In the start of this book Gates talks about the beginnings of the computer industry and how certain companies have failed and why they’ve failed. As in all businesses you need to be able to foresee the future correctly, An Wang of Wang Wordprocessors (I used one during some of my studies in the early 1980s)

left the calculator market just before the arrival of low-cost competition that would have ruined him…Wang reinvented his company to be the leading supplier of word-processing machines.

His vision failed him in the 1980s and his software was tied to his hardware, a move that destroyed many companies, those who survived well are those who made sure their software worked on many different types of hardware.

One thing I enjoyed reading was about video cassettes. There used to be two types, VHS and Beta. I’ve always thought that Beta tapes/machines weren’t as good and that’s why they went out of production but Gates tells us the tapes only recorded for one hour while VHS recorded for three hours, if your programme is only one hour long then that’s fine but movies are rarely less than 90 minutes, unless it’s a short.

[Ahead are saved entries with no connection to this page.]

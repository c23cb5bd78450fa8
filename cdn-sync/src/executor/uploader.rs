//! Batched, retried uploads.
//!
//! Batches run strictly one after another; the files of one batch upload
//! concurrently. The manifest is updated (and optionally persisted) after each
//! batch, so an interrupted run keeps everything that finished.

use crate::config::UploadConfig;
use crate::fs::{digest_bytes, FileRecord};
use crate::manifest::{Manifest, ManifestWriter, SaveOutcome};
use crate::store::{with_timeout, PutRequest, RemoteStore, WriteCondition};
use crate::sync::Classified;
use crate::transfer::progress::{format_bytes, format_duration, format_speed, ProgressTracker};
use crate::utils::SyncError;
use bytes::Bytes;
use chrono::Utc;
use std::sync::Arc;
use std::time::Duration;
use tokio_util::sync::CancellationToken;
use tracing::{info, warn};

#[derive(Debug, Clone)]
pub struct UploadOptions {
    pub batch_size: usize,
    pub max_retries: u32,
    pub retry_delay: Duration,
    pub timeout: Duration,
    pub cache_control: String,
    pub save_each_batch: bool,
}

impl UploadOptions {
    pub fn from_config(config: &UploadConfig) -> Self {
        Self {
            batch_size: config.batch_size.max(1),
            max_retries: config.max_retries,
            retry_delay: config.retry_delay(),
            timeout: config.timeout(),
            cache_control: config.cache_control.clone(),
            save_each_batch: config.save_each_batch,
        }
    }
}

/// Outcome of the upload phase
#[derive(Debug, Default)]
pub struct UploadReport {
    pub uploaded: usize,
    pub uploaded_bytes: u64,

    /// Keys that failed after all retries
    pub failed: Vec<String>,

    /// Classified files that needed no upload
    pub skipped: usize,

    /// Files left over when the run was interrupted
    pub not_attempted: usize,

    pub batches: usize,
    pub interrupted: bool,

    /// Keys stored by this run, in upload order
    pub changed_keys: Vec<String>,

    /// Result of the most recent per-batch save
    pub last_save: Option<SaveOutcome>,
}

struct Uploaded {
    size: u64,
    digest: String,
    attempts: u32,
}

struct FileOutcome {
    record: FileRecord,
    result: Result<Uploaded, SyncError>,
}

pub struct BatchUploader {
    store: Arc<dyn RemoteStore>,
    options: Arc<UploadOptions>,
    cancel: CancellationToken,
}

impl BatchUploader {
    pub fn new(store: Arc<dyn RemoteStore>, options: UploadOptions, cancel: CancellationToken) -> Self {
        Self {
            store,
            options: Arc::new(options),
            cancel,
        }
    }

    /// Upload every NEW/CHANGED file, merging results into `manifest`.
    pub async fn upload(
        &self,
        classified: Vec<Classified>,
        manifest: &mut Manifest,
        writer: &mut ManifestWriter,
    ) -> UploadReport {
        let mut report = UploadReport::default();

        let pending: Vec<FileRecord> = classified
            .into_iter()
            .filter_map(|c| {
                if c.decision.needs_upload() {
                    Some(c.record)
                } else {
                    report.skipped += 1;
                    None
                }
            })
            .collect();

        if pending.is_empty() {
            return report;
        }

        let total_bytes: u64 = pending.iter().map(|r| r.size).sum();
        let mut tracker = ProgressTracker::new(total_bytes, pending.len());
        let batch_count = pending.len().div_ceil(self.options.batch_size);

        info!(
            "Uploading {} files ({}) in {} batches of up to {}",
            pending.len(),
            format_bytes(total_bytes),
            batch_count,
            self.options.batch_size
        );

        for (index, batch) in pending.chunks(self.options.batch_size).enumerate() {
            if self.cancel.is_cancelled() {
                report.interrupted = true;
                report.not_attempted = pending.len() - index * self.options.batch_size;
                warn!(
                    "Interrupted before batch {}/{}; {} files not attempted",
                    index + 1,
                    batch_count,
                    report.not_attempted
                );
                break;
            }

            let mut handles = Vec::with_capacity(batch.len());
            for record in batch {
                let store = Arc::clone(&self.store);
                let options = Arc::clone(&self.options);
                let record = record.clone();
                let key = record.key.clone();
                handles.push((key, tokio::spawn(upload_file(store, options, record))));
            }

            let mut stored_in_batch = 0;
            for (key, handle) in handles {
                let outcome = match handle.await {
                    Ok(outcome) => outcome,
                    Err(e) => {
                        warn!("Upload task for {} panicked: {}", key, e);
                        report.failed.push(key);
                        tracker.file_failed();
                        continue;
                    }
                };

                match outcome.result {
                    Ok(uploaded) => {
                        if uploaded.attempts > 1 {
                            info!("Uploaded {} after {} attempts", outcome.record.key, uploaded.attempts);
                        } else {
                            info!("Uploaded {} ({})", outcome.record.key, format_bytes(uploaded.size));
                        }
                        manifest.record_upload(&outcome.record, uploaded.size, uploaded.digest, Utc::now());
                        report.uploaded += 1;
                        report.uploaded_bytes += uploaded.size;
                        report.changed_keys.push(outcome.record.key);
                        tracker.file_uploaded(uploaded.size);
                        stored_in_batch += 1;
                    }
                    Err(e) => {
                        warn!("Failed to upload {}: {}", outcome.record.key, e);
                        report.failed.push(outcome.record.key);
                        tracker.file_failed();
                    }
                }
            }
            report.batches += 1;

            let progress = tracker.progress();
            info!(
                "Batch {}/{} done: {}/{} files, {:.1}%, {}, ETA {}",
                index + 1,
                batch_count,
                progress.files_processed,
                progress.total_files,
                progress.percent_complete,
                format_speed(tracker.average_speed()),
                format_duration(tracker.eta_seconds())
            );

            if self.options.save_each_batch && stored_in_batch > 0 {
                report.last_save = Some(writer.persist(manifest).await);
            }
        }

        report
    }
}

/// Read, hash and store one file with retries.
async fn upload_file(store: Arc<dyn RemoteStore>, options: Arc<UploadOptions>, record: FileRecord) -> FileOutcome {
    let body = match tokio::fs::read(&record.path).await {
        Ok(body) => Bytes::from(body),
        Err(e) => {
            // local problem; retrying will not help
            return FileOutcome {
                record,
                result: Err(SyncError::Io(e)),
            };
        }
    };

    let digest = record.digest.clone().unwrap_or_else(|| digest_bytes(&body));
    let request = PutRequest {
        cache_control: Some(options.cache_control.clone()),
        content_type: Some(content_type_for(&record.key)),
        condition: WriteCondition::Overwrite,
    };
    let operation = format!("upload {}", record.key);

    let mut attempt = 0;
    let result = loop {
        attempt += 1;
        let put = store.put(&record.key, body.clone(), request.clone());
        match with_timeout(options.timeout, &operation, put).await {
            Ok(_) => {
                break Ok(Uploaded {
                    size: body.len() as u64,
                    digest,
                    attempts: attempt,
                })
            }
            Err(e) if e.is_retryable() && attempt <= options.max_retries => {
                let delay = options.retry_delay * attempt;
                warn!(
                    "Upload of {} failed (attempt {}/{}): {}; retrying in {:?}",
                    record.key,
                    attempt,
                    options.max_retries + 1,
                    e,
                    delay
                );
                tokio::time::sleep(delay).await;
            }
            Err(e) => break Err(e),
        }
    };

    FileOutcome { record, result }
}

/// Content type from the key's extension.
pub fn content_type_for(key: &str) -> String {
    mime_guess::from_path(key).first_or_octet_stream().to_string()
}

One thing I’m pretty sure of is that Apple computers used to be better PCs and many Apple people will swear black and blue that is still the case but I’m not so sure any more. Apple i.e. Steve Jobs understood people and understood that you needed to make people feel good about the product and make them part of an elite which is why when you go to their shops for help you rarely get served immediately but have to make an appointment. Gates had thought highly of Jobs with this comment:

Steve has an amazing intuition for engineering and design as well as an ability to motivate people that is world class.

This ties up with my previous comment, Jobs understood that motivating people to buy is what is needed to have a company survive and so he created this culture.

I’ve said a lot about the book and the computer industry while vaguely touching on the Information Highway. This is a term I haven’t heard for many years and Gates talks about a lot. It’s something that he could foresee from the vantage point of 1995 and I’d suggest we’re there now. In 1995 you could get onto the internet but it cost a lot of money, you had a fairly slow modem with speeds of 14.4k (in 1999 when I got my first computer and first internet connection my modem was 36.6k, the fastest available at that time). You bought blocks of hours rather than paying by the month and stayed online as little as possible, we would attach the modem to the phone line, connect to the internet making it impossible for people to ring us during that time, do things as quickly as possible, sending all our email and downloading at the same time, doing whatever searching was possible in those days and then cutting the connection quickly to save our hours. All email was written offline and there was rarely such a thing as being online all the time. At that point Gates tells us we needed certain things in order for the Information Highway to happen, we needed things such as some method of searching (this is three years before Google was invented and only one year after Yahoo started), we also needed such things as an invoicing system (Paypal arose in 2000 out of Confinity which in 1995 was still three years away from launch), more bandwidth to facilitate faster download and much faster and more capable computers. All of these things are now here, I type this while connected to the internet and don’t have to worry about hogging the phone line…we pay a little more for our internet than I used to in 1999 but we are connected 24/7 rather than trying to get as many months as possible out of my 30 hours.

As a book this works well. It is now rather dated and this edition is only useful for information. I’ve found one which you can buy here published in 2008 which has updated information as at the end of 1995 but you really want to read this article which is divided up into six different articles so you can read the bits you want.

  1. I’m not a fan of non-fiction but it sounds like an interesting read… so much has changed in the last 20 years!

    1. I’ll read almost anything so this is just grist to the mill for me, in fact, I’ve discovered a love for business books. And yes, so, so many changes most especially to the computer industry. Computers being faster, cheaper and with much more capability has led to all these new possibilities. I’m obviously not a sci fi writer as I can’t imagine the future with them.